Stomach Cancer Was Napoleon's Waterloo: Study

And today's treatments wouldn't have kept him alive, researchers contend

FRIDAY, Jan. 19, 2007 (HealthDay News) -- An international team of medical experts has issued a new verdict in the case of the long-debated death of Napoleon Bonaparte: The French leader died of stomach cancer, not poison, and even modern medicine couldn't have kept him alive.

Other medical historians have come to the same conclusion regarding the cause of death. But the team's new report may be the first to examine Napoleon's illness from the perspective of today's cancer treatment.

"He would have been unlikely to be saved, even if he had been seen at Sloan-Kettering today," said study senior author Robert Genta, chief of pathology at the VA North Texas Health Care System and a professor at the University of Texas Southwestern Medical Center at Dallas. "It was basically a terminal type of cancer."

Napoleon's death at the age of 52 has long fascinated historians, especially because of the possibility that he was murdered, robbing him of a chance to return to power. His death in 1821 came on the island of St. Helena in the south Atlantic, after he was exiled there following the French defeat at Waterloo.

Some historians have argued that Napoleon was assassinated through arsenic poisoning, while others have suggested his doctors inadvertently bumped him off by relying on dangerous treatments.

But the stomach cancer theory has plenty of support, especially considering the results of an autopsy and the fact that Napoleon's father may have died of the disease.

With Canadian and Swiss colleagues, Genta examined the Napoleon autopsy findings, eyewitness reports and the memoirs of attending doctors. They report their findings in the January issue of Nature Clinical Practice Gastroenterology & Hepatology.

The medical records indicate that Napoleon had extensive tumor growth and blood in his stomach. According to the new study, this suggests that the former emperor suffered from stomach cancer -- also known as gastric cancer -- in its later stages and died of stomach hemorrhaging.

Napoleon's cancer couldn't be easily treated today, the researchers found. The level of tumor growth was so severe that anyone with a similar diagnosis would have only a 20 percent chance of living five years after treatment with chemotherapy and surgery, Genta said.

Indeed, stomach cancer remains extremely deadly almost two centuries after Napoleon's death. According to Genta, it's a leading cause of death in Japan and South America.

Despite medical advances, stomach cancer remains hard to detect in its early stages and spreads rapidly throughout the body even when tumors are small, Genta said.

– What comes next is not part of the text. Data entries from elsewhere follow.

//! The HTTP pipeline: parser, module chain, and the three core stages

pub mod body;
pub mod handler;
pub mod mime;
pub mod module;
pub mod parser;
pub mod reader;
pub mod request;
pub mod response;
pub mod router;
pub mod url;
pub mod writer;

pub use body::{BodyPart, BodyPayload};
pub use handler::{CloseReason, HandlerEvent, HandlerStage};
pub use module::{HandlerData, HelperResult, HttpModule, ModuleError, ModuleOutcome};
pub use parser::{ParseError, ParseYield, RequestParser};
pub use reader::{ReaderEvent, ReaderStage};
pub use request::{BodyKind, Headers, Method, Request, Version};
pub use response::Response;
pub use router::{ContainsLocation, UrlMatcher, UrlRouter};
pub use writer::{Watermarks, WriterEvent, WriterStage};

Some experts have blamed doctors for Napoleon's death, and Genta said it's quite possible they were anything but helpful. "All doctors in those days made things worse by giving people drugs that were more toxic than the disease," he said.

A possible family history of stomach cancer could have boosted Napoleon's risk of developing the disease. But the study authors pointed a finger at his diet.

According to Genta, the salted meat eaten by soldiers of the time could have harbored a bacterium that causes stomach cancer. Napoleon's medical history, Genta said, suggests he was infected by the germ.

If Napoleon had lived, he could have conceivably returned to power in France during a crisis in 1830, said Howard G. Brown, professor of history at State University of New York, Binghamton.

If that had happened, "there's little doubt that he would have pursued French expansion once again," Brown said. "It was in his blood, and it had always been his biggest source of legitimacy."

And that could have had a huge effect on the modern world, Brown said. "Had France captured and hung on to the Middle East until the oil age, it would have been more important to them than India was to Britain. Furthermore, with Middle East oil, France would have dominated the first half of the 20th century at least."

Despite the new findings, no one expects the debate over Napoleon's demise to die down.

The controversy is "a typical case of people looking for exotic causes of death of extraordinary people," said Dr. Philip Mackowiak, chief of the medical service at VA Maryland Health Care system, and host of an annual conference on the cause of death of a famous person. "Gastric cancer, to their way of thinking, would just be too ordinary a diagnosis to have dispatched Napoleon."